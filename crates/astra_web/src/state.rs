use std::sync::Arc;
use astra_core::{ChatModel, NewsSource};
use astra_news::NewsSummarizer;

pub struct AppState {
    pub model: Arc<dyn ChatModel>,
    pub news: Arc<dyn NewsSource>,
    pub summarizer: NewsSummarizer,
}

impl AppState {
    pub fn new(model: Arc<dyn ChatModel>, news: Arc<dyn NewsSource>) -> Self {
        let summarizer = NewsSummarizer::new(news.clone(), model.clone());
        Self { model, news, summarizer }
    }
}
※ ※ ※
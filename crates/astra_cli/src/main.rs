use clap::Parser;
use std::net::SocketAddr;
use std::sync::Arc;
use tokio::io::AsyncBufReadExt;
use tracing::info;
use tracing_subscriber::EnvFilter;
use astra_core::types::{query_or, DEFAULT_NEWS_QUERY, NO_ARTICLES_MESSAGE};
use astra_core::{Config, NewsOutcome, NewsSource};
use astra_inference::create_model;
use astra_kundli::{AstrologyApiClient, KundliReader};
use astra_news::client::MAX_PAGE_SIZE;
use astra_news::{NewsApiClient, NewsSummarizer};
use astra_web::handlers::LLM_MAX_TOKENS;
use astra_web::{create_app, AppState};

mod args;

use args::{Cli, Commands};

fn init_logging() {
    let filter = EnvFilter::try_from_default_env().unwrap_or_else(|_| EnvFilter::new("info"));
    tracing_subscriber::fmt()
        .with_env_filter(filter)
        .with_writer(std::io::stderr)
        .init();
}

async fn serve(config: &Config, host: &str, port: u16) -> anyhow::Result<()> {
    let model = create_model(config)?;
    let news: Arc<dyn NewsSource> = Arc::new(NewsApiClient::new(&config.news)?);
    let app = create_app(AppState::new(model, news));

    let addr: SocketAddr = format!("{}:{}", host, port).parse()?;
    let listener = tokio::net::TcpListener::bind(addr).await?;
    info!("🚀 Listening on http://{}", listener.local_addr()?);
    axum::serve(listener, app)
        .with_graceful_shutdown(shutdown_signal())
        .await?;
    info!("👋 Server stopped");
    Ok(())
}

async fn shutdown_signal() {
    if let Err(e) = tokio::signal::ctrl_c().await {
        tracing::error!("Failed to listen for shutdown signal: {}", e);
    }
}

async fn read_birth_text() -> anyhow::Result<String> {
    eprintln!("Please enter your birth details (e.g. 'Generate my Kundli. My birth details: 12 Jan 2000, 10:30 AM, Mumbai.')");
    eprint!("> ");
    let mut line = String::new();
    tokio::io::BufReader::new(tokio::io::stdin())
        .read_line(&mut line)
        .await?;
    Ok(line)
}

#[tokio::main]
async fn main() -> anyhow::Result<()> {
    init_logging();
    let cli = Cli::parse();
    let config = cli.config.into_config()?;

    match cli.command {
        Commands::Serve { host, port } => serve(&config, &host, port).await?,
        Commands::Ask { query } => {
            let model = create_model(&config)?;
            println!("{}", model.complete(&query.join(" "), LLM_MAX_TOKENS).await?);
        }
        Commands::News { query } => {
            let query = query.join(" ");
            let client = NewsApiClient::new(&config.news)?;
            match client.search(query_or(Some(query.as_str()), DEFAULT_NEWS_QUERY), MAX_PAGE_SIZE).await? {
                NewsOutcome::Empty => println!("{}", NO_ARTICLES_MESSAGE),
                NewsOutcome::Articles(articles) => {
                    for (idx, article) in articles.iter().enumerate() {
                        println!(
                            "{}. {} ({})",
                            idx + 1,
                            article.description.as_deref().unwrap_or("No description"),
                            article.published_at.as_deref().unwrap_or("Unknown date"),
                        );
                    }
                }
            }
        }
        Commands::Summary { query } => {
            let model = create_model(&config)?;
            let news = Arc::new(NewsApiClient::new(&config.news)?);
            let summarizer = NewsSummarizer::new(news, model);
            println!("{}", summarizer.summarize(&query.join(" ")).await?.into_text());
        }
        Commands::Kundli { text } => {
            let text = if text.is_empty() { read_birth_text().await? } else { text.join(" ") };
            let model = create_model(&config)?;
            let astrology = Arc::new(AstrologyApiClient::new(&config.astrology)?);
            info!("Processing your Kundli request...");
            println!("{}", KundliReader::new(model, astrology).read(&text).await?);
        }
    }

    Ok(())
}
※ ※ ※
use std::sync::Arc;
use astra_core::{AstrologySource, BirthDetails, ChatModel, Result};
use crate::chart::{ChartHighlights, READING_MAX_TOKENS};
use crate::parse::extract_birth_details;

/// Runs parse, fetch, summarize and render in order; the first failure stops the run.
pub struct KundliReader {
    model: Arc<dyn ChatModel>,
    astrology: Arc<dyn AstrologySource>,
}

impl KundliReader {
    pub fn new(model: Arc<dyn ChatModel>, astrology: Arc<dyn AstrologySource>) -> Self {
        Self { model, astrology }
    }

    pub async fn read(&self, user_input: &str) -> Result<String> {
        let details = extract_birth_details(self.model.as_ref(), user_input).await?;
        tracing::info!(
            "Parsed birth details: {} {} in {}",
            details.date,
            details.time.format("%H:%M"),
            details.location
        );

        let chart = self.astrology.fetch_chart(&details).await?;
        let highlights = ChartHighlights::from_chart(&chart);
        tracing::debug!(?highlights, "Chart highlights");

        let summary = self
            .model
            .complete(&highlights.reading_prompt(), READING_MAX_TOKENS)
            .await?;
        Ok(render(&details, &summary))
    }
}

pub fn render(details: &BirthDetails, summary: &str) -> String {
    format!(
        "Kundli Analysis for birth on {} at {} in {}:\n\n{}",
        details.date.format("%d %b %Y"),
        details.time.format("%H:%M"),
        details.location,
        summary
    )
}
※ ※ ※
_WORK REQUEST_.
In the records above, locate each line with the word "NewsApiClient". Copy all such lines.

_RESULT FOR THIS TASK_.
use astra_news::{NewsApiClient, NewsSummarizer};
    let news: Arc<dyn NewsSource> = Arc::new(NewsApiClient::new(&config.news)?);
            let client = NewsApiClient::new(&config.news)?;
            let news = Arc::new(NewsApiClient::new(&config.news)?);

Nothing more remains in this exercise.